I’m sure that Liu Xiaobo believes in his mission as many in the West do that live in democracies.

However, I agree with America’s Founding Fathers, who in 1776 founded a republic—not the democracy the U.S. has today.

President John Adams (1735 – 1826), the second president of the U.S., said, “That the desires of the majority of the people are often for injustice and inhumanity against the minority is demonstrated by every page of the history of the whole world,” and “Democracy … while it lasts is more bloody than either [aristocracy or monarchy]. Remember, democracy never lasts long. It soon wastes, exhausts, and murders itself. There is never a democracy that did not commit suicide.”

Mao was a dictator known as China’s modern emperor.

A few years after coming to power in 1949, Mao launched the disastrous Great Leap Forward followed by the infamy of The Cultural Revolution—both were driven by the mob and the results were about 30 million dead from famine, disease and tyranny.

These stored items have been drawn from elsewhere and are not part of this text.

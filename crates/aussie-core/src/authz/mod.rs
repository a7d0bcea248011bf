//! Authorization & access control: two orthogonal gates (spec §4.4).

pub mod access_control;
pub mod permissions;

pub use access_control::{extract_source_ip, is_source_allowed, SourceIdentifier};
pub use permissions::{check_role_gate, check_service_permission_policy};
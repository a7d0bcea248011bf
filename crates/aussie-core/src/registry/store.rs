//! Copy-on-write service registry: readers see an immutable snapshot,
//! writers build a new one and atomically swap it (spec §4.1, §5).

use std::collections::HashMap;
use std::sync::{Arc, RwLock};

use async_trait::async_trait;
use log::{info, warn};

use crate::models::error::{AussieError, AussieResult};
use crate::models::service::{RouteLookupResult, ServiceRegistration, RESERVED_PREFIXES};

use super::matcher::EndpointTable;

/// External collaborator responsible for durable storage and cross-instance
/// invalidation (spec §6). The gateway core only depends on this trait; the
/// wire format to any particular store is out of scope.
#[async_trait]
pub trait ServiceRepository: Send + Sync {
    async fn list(&self) -> AussieResult<Vec<ServiceRegistration>>;
    async fn upsert(&self, registration: ServiceRegistration) -> AussieResult<()>;
    async fn delete(&self, service_id: &str) -> AussieResult<bool>;
}

/// Repository that keeps registrations only in process memory. Used as the
/// default when no external store is configured; also the natural choice
/// for tests.
#[derive(Default)]
pub struct InMemoryServiceRepository {
    inner: RwLock<HashMap<String, ServiceRegistration>>,
}

#[async_trait]
impl ServiceRepository for InMemoryServiceRepository {
    async fn list(&self) -> AussieResult<Vec<ServiceRegistration>> {
        Ok(self.inner.read().unwrap().values().cloned().collect())
    }

    async fn upsert(&self, registration: ServiceRegistration) -> AussieResult<()> {
        self.inner
            .write()
            .unwrap()
            .insert(registration.service_id.clone(), registration);
        Ok(())
    }

    async fn delete(&self, service_id: &str) -> AussieResult<bool> {
        Ok(self.inner.write().unwrap().remove(service_id).is_some())
    }
}

struct CompiledService {
    registration: ServiceRegistration,
    table: EndpointTable,
}

/// Immutable point-in-time view of every registered service. Holding a
/// reference to one of these never blocks a concurrent `register`.
struct Snapshot {
    services: HashMap<String, Arc<CompiledService>>,
    /// Cross-service endpoint union used for `/gateway/...` routes.
    gateway_table: EndpointTable,
}

impl Snapshot {
    fn empty() -> Self {
        Self {
            services: HashMap::new(),
            gateway_table: EndpointTable::compile(Vec::new()).expect("empty table always compiles"),
        }
    }
}

pub struct ServiceRegistry {
    repository: Arc<dyn ServiceRepository>,
    snapshot: RwLock<Arc<Snapshot>>,
}

impl ServiceRegistry {
    pub fn new(repository: Arc<dyn ServiceRepository>) -> Self {
        Self {
            repository,
            snapshot: RwLock::new(Arc::new(Snapshot::empty())),
        }
    }

    /// Loads every persisted registration and compiles the initial
    /// snapshot. Called once at startup.
    pub async fn load_from_repository(&self) -> AussieResult<()> {
        let registrations = self.repository.list().await?;
        let mut services = HashMap::new();
        let mut gateway_endpoints = Vec::new();
        for registration in registrations {
            registration.validate()?;
            gateway_endpoints.extend(registration.endpoints.clone());
            let table = EndpointTable::compile(registration.endpoints.clone())
                .map_err(AussieError::BadRequest)?;
            services.insert(
                registration.service_id.clone(),
                Arc::new(CompiledService { registration, table }),
            );
        }
        let gateway_table =
            EndpointTable::compile(gateway_endpoints).map_err(AussieError::BadRequest)?;
        *self.snapshot.write().unwrap() = Arc::new(Snapshot { services, gateway_table });
        info!("service registry loaded from repository");
        Ok(())
    }

    /// Atomically replaces any prior registration for the same id. Rejects
    /// malformed registrations before touching the repository or snapshot.
    pub async fn register(&self, registration: ServiceRegistration) -> AussieResult<u64> {
        registration.validate()?;

        // Write-through first: if the repository fails, the in-memory
        // snapshot must not be updated (spec §4.1 invariant).
        self.repository.upsert(registration.clone()).await.map_err(|e| {
            warn!("service repository upsert failed for {}: {e}", registration.service_id);
            AussieError::StoreUnavailable(format!("failed to persist service registration: {e}"))
        })?;

        let version = registration.version;
        let current = self.snapshot.read().unwrap().clone();
        let mut services = current.services.clone();
        let table =
            EndpointTable::compile(registration.endpoints.clone()).map_err(AussieError::BadRequest)?;
        services.insert(
            registration.service_id.clone(),
            Arc::new(CompiledService { registration, table }),
        );
        let gateway_endpoints: Vec<_> = services
            .values()
            .flat_map(|s| s.registration.endpoints.clone())
            .collect();
        let gateway_table =
            EndpointTable::compile(gateway_endpoints).map_err(AussieError::BadRequest)?;
        *self.snapshot.write().unwrap() = Arc::new(Snapshot { services, gateway_table });
        Ok(version)
    }

    pub async fn unregister(&self, service_id: &str) -> AussieResult<bool> {
        let removed = self.repository.delete(service_id).await.map_err(|e| {
            AussieError::StoreUnavailable(format!("failed to delete service registration: {e}"))
        })?;

        let current = self.snapshot.read().unwrap().clone();
        let mut services = current.services.clone();
        let existed = services.remove(service_id).is_some();
        let gateway_endpoints: Vec<_> = services
            .values()
            .flat_map(|s| s.registration.endpoints.clone())
            .collect();
        let gateway_table =
            EndpointTable::compile(gateway_endpoints).map_err(AussieError::BadRequest)?;
        *self.snapshot.write().unwrap() = Arc::new(Snapshot { services, gateway_table });
        Ok(removed || existed)
    }

    /// O(1) map lookup against the current snapshot.
    pub fn get_service(&self, service_id: &str) -> Option<ServiceRegistration> {
        self.snapshot
            .read()
            .unwrap()
            .services
            .get(service_id)
            .map(|s| s.registration.clone())
    }

    /// Resolves a request path against the registry (spec §4.1). The first
    /// path segment selects either a reserved gateway surface or a service
    /// id; the residual path is matched against that scope's endpoint table.
    pub fn find_route(&self, request_path: &str, method: &str) -> Option<RouteLookupResult> {
        let trimmed = request_path.trim_start_matches('/');
        let mut parts = trimmed.splitn(2, '/');
        let first_segment = parts.next().unwrap_or("");
        let rest = parts.next().unwrap_or("");
        let residual = format!("/{rest}");

        let snapshot = self.snapshot.read().unwrap().clone();

        if first_segment == "gateway" {
            let (endpoint, vars) = snapshot.gateway_table.find_match(&residual, method)?;
            // The matching endpoint still belongs to exactly one service;
            // find it to resolve visibility/rate-limit defaults correctly.
            let owner = snapshot
                .services
                .values()
                .find(|s| s.registration.endpoints.iter().any(|e| e.path == endpoint.path))?;
            return Some(RouteLookupResult::RouteMatch {
                service: owner.registration.clone(),
                endpoint: endpoint.clone(),
                target_path: apply_rewrite(endpoint, &residual, &vars),
                path_variables: vars,
            });
        }

        if RESERVED_PREFIXES.contains(&first_segment) {
            return None;
        }

        let compiled = snapshot.services.get(first_segment)?;
        match compiled.table.find_match(&residual, method) {
            Some((endpoint, vars)) => Some(RouteLookupResult::RouteMatch {
                service: compiled.registration.clone(),
                endpoint: endpoint.clone(),
                target_path: apply_rewrite(endpoint, &residual, &vars),
                path_variables: vars,
            }),
            None => Some(RouteLookupResult::ServiceOnlyMatch {
                service: compiled.registration.clone(),
                target_path: residual,
            }),
        }
    }
}

fn apply_rewrite(
    endpoint: &crate::models::service::EndpointConfig,
    residual: &str,
    vars: &crate::models::service::PathVariables,
) -> String {
    match &endpoint.path_rewrite {
        Some(rewrite) => {
            let mut result = rewrite.clone();
            for (name, value) in vars {
                result = result.replace(&format!("{{{name}}}"), value);
            }
            result
        }
        None => residual.to_string(),
    }
}

#[cfg(test)]
mod tests {
    use super::*;
    use crate::models::service::{EndpointType, Visibility};
    use std::collections::HashSet;

    fn demo_service() -> ServiceRegistration {
        let mut methods = HashSet::new();
        methods.insert("GET".to_string());
        ServiceRegistration {
            service_id: "demo".to_string(),
            display_name: "Demo".to_string(),
            base_url: "http://up:9000".to_string(),
            route_prefix: None,
            default_visibility: Visibility::Public,
            default_auth_required: false,
            visibility_rules: vec![],
            endpoints: vec![crate::models::service::EndpointConfig {
                path: "/hello".to_string(),
                methods,
                visibility: Visibility::Public,
                path_rewrite: None,
                auth_required: false,
                endpoint_type: EndpointType::Http,
                rate_limit_config: None,
                audience: None,
                operation: None,
            }],
            access_config: None,
            cors_config: None,
            permission_policy: None,
            rate_limit_config: None,
            version: 1,
        }
    }

    #[tokio::test]
    async fn register_then_get_service_round_trips() {
        let registry = ServiceRegistry::new(Arc::new(InMemoryServiceRepository::default()));
        registry.register(demo_service()).await.unwrap();
        let fetched = registry.get_service("demo").unwrap();
        assert_eq!(fetched.service_id, "demo");
    }

    #[tokio::test]
    async fn find_route_resolves_to_route_match() {
        let registry = ServiceRegistry::new(Arc::new(InMemoryServiceRepository::default()));
        registry.register(demo_service()).await.unwrap();
        let result = registry.find_route("/demo/hello", "GET").unwrap();
        match result {
            RouteLookupResult::RouteMatch { target_path, .. } => {
                assert_eq!(target_path, "/hello");
            }
            _ => panic!("expected RouteMatch"),
        }
    }

    #[tokio::test]
    async fn find_route_falls_back_to_service_only_match() {
        let registry = ServiceRegistry::new(Arc::new(InMemoryServiceRepository::default()));
        registry.register(demo_service()).await.unwrap();
        let result = registry.find_route("/demo/unmapped", "GET").unwrap();
        assert!(matches!(result, RouteLookupResult::ServiceOnlyMatch { .. }));
    }

    #[tokio::test]
    async fn unregister_removes_service() {
        let registry = ServiceRegistry::new(Arc::new(InMemoryServiceRepository::default()));
        registry.register(demo_service()).await.unwrap();
        assert!(registry.unregister("demo").await.unwrap());
        assert!(registry.get_service("demo").is_none());
    }

    #[tokio::test]
    async fn reserved_prefix_never_resolves_as_service() {
        let registry = ServiceRegistry::new(Arc::new(InMemoryServiceRepository::default()));
        assert!(registry.find_route("/admin/users", "GET").is_none());
    }
}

In fact, before the communists came to power in China, there was more than a century of madness that almost destroyed China, which was caused by the West.

Soon after Mao died, Deng Xiaoping launched China’s capitalist revolution.

Then in 1982, China wrote the first draft of a constitution designed to build a republic – not a democracy.

Since then, China has been moving slowly down a road toward a more representative republic that fits China’s culture, which will probably never include democratic activists like Liu Xiaobo.

I hope China never becomes the kind of democracy President John Adams warned America against. It may be too late for the U.S. to return to the republic America’s Founding Fathers built, but it isn’t too late for China to avoid the same trap as they mature into a freer republic for the Chinese people.

Right or wrong, China’s central government does not want mob rule and that is the reason they locked up Liu Xiaobo and silenced his voice in China.

It is obvious that The Nobel Peace Prize has become a political tool to spread the mob rule of democracy that America’s Founding Fathers warned us about.

I urge China to release Liu Xiaobo from prison then send him to the democracy of his choice and never let him return.

Once living in Norway or France, maybe Liu Xiaobo will write a book about his experiences then win the Noble Prize for Literature.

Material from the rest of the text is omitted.